Infinite series (i think it's riemann)

1. Jul 4, 2011

flyerpower

1. The problem statement, all variables and given/known data
$\sum_{1}^{inf}$ k^2/(n^3+k^2)

3. The attempt at a solution
I think it's Riemann but i cannot find a suitable function to integrate.

2. Jul 4, 2011

Susanne217

Isn't it suppose to be

$$\sum_{n = 1}^{\infty} \frac{k^2}{n^3 + k^2}$$

3. Jul 4, 2011

Gib Z

Please take more care to expressing to others (and yourself) what it is you want to find. As written the sum doesn't make total sense. It could be what Susanne217 said above, or Riemann sum comment makes me think you could have also meant $\displaystyle\lim_{n\to\infty} \sum_{k=1}^n \frac{k^2}{n^3 + k^2}$.

4. Jul 4, 2011

Susanne217

I agree...

I have been away for a while but I think it could be that the young man is suppose re-write the sum to an improper integral and thereby finding the sum of the series??

5. Jul 4, 2011

Gib Z

In the case that it is what I thought, then it's not as simple as recognizing it as a pre-prepared Riemann sum.

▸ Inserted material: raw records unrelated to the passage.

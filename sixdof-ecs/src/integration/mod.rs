// Copyright 2025 John Brosnihan
//
// Licensed under the Apache License, Version 2.0 (the "License");
// you may not use this file except in compliance with the License.
// You may obtain a copy of the License at
//
//     http://www.apache.org/licenses/LICENSE-2.0
//
// Unless required by applicable law or agreed to in writing, software
// distributed under the License is distributed on an "AS IS" BASIS,
// WITHOUT WARRANTIES OR CONDITIONS OF ANY KIND, either express or implied.
// See the License for the specific language governing permissions and
// limitations under the License.
//! Fixed-step integration for rigid bodies
//!
//! This module provides the integrator that closes every tick: it consumes
//! the forces accumulated by user systems and advances pose and velocity by
//! one fixed timestep.
//!
//! # Building a pipeline
//!
//! [`six_dof`] composes user systems with the integrator in one call:
//!
//! ```
//! use sixdof_ecs::ecs::System;
//! use sixdof_ecs::integration::six_dof;
//! use sixdof_ecs::forces::gravity::CentralGravity;
//!
//! let gravity: Box<dyn System> = Box::new(CentralGravity::unit_attractor().into_system());
//! let pipeline = six_dof(1.0 / 60.0, vec![gravity]).unwrap();
//! assert_eq!(pipeline.stage_names(), vec!["gravity", "six_dof"]);
//! ```
//!
//! # Timestep Guidelines
//!
//! - Too small: Numerical precision issues and wasted computation
//! - Too large: Instability and inaccuracy
//! - Recommended: Start with dt = 1/60 (60 FPS) and adjust based on simulation needs

use crate::config::SimulationConfig;
use crate::ecs::components::{Inertia, WorldPos, WorldVel};
use crate::ecs::{Entity, Pipeline, PipelineBuilder, System, World};
use crate::error::{Error, Result};
use glam::DVec3;

mod six_dof;

pub use six_dof::{BodyState, BodyStep, IntegratorStage, SixDofIntegrator, STAGE_NAME};

/// Trait for numerical integration methods
///
/// An integrator advances one body by one timestep. It never sees other
/// bodies, so bodies can be stepped in any order or in parallel.
pub trait Integrator: Send + Sync {
    /// Get the name of this integrator, used as its stage name
    fn name(&self) -> &str;

    /// Get the timestep used by this integrator
    fn timestep(&self) -> f64;

    /// Set the timestep for this integrator
    fn set_timestep(&mut self, dt: f64) -> Result<()>;

    /// Validate the timestep for stability
    ///
    /// Non-positive or non-finite timesteps are errors. Extremely small
    /// timesteps (precision loss) and large ones (instability) are logged as
    /// warnings but accepted.
    fn validate_timestep(&self) -> Result<()> {
        let dt = self.timestep();

        if dt <= 0.0 || !dt.is_finite() {
            return Err(Error::InvalidTimestep(dt));
        }

        if dt < 1e-9 {
            log::warn!(
                "timestep {} is extremely small and may cause precision loss with f64",
                dt
            );
        }

        if dt > 1.0 {
            log::warn!(
                "timestep {} is large and may cause instability; consider a smaller step",
                dt
            );
        }

        Ok(())
    }

    /// Advance one body by one timestep
    fn step(&self, entity: Entity, state: &BodyState) -> Result<BodyStep>;
}

/// Start a pipeline whose terminal stage is the six-DOF integrator
///
/// The builder inherits the timestep, execution mode, row-parallelism
/// threshold and force clearing from `config`.
pub fn six_dof_builder(config: &SimulationConfig) -> Result<PipelineBuilder> {
    config.validate()?;
    let integrator = SixDofIntegrator::new(config.time_step)?;
    let mut builder = PipelineBuilder::new();
    builder
        .terminal(IntegratorStage::new(integrator, config.clear_forces))
        .time_step(config.time_step)
        .execution_mode(config.execution)
        .parallel_rows(config.row_parallelism());
    Ok(builder)
}

/// Compose `systems`, in registration order, with the six-DOF integrator
///
/// Uses the default configuration with timestep `dt`. Fails if `dt` is
/// invalid or the systems cannot be ordered.
pub fn six_dof<I>(dt: f64, systems: I) -> Result<Pipeline>
where
    I: IntoIterator<Item = Box<dyn System>>,
{
    let config = SimulationConfig::default().with_time_step(dt);
    let mut builder = six_dof_builder(&config)?;
    for system in systems {
        builder.add_boxed(system);
    }
    builder.build()
}

/// Kinetic energy of one body, translational plus rotational
///
/// KE = ½·m·|v|² + ½·ωᵀ·I_w·ω
pub fn kinetic_energy(pos: &WorldPos, vel: &WorldVel, inertia: &Inertia) -> f64 {
    let omega = vel.angular();
    let inertia_world = inertia.0.world_tensor(pos.angular());
    0.5 * inertia.mass() * vel.linear().length_squared()
        + 0.5 * omega.dot(inertia_world * omega)
}

/// Total kinetic energy of every rigid body in the world
pub fn total_kinetic_energy(world: &World) -> Result<f64> {
    let query = world.query::<(WorldPos, WorldVel, Inertia)>()?;
    Ok(query
        .iter()
        .map(|(_, (pos, vel, inertia))| kinetic_energy(pos, vel, inertia))
        .sum())
}

/// Total linear momentum of every rigid body in the world
pub fn total_momentum(world: &World) -> Result<DVec3> {
    let query = world.query::<(WorldVel, Inertia)>()?;
    Ok(query
        .iter()
        .map(|(_, (vel, inertia))| vel.linear() * inertia.mass())
        .sum())
}

/// Total mass of every rigid body in the world
pub fn total_mass(world: &World) -> Result<f64> {
    Ok(world.column::<Inertia>()?.values().iter().map(Inertia::mass).sum())
}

With some careful estimates to bound the sum, you should get the result to be $1/3$.

6. Jul 4, 2011

Susanne217

Isn't it true that you need to rewrite this series into more easy to work with??

7. Jul 4, 2011

flyerpower

First of all sorry for misspelling.

I used the bounds k^2/(n^3+n^2) <= k^2/(n^3+k^2) <= k^2/(n^3+1) and i worked it out to 1/3.

8. Jul 4, 2011

Susanne217

Then I have made a mistake cause it get to be 0.373551 and not a 1/3 :(

9. Jul 4, 2011

flyerpower

I may have been wrong but wolframalpha says it's 1/3 so it must be correct :).
Use those bounds and take the limits, you'll see they both converge to 1/3.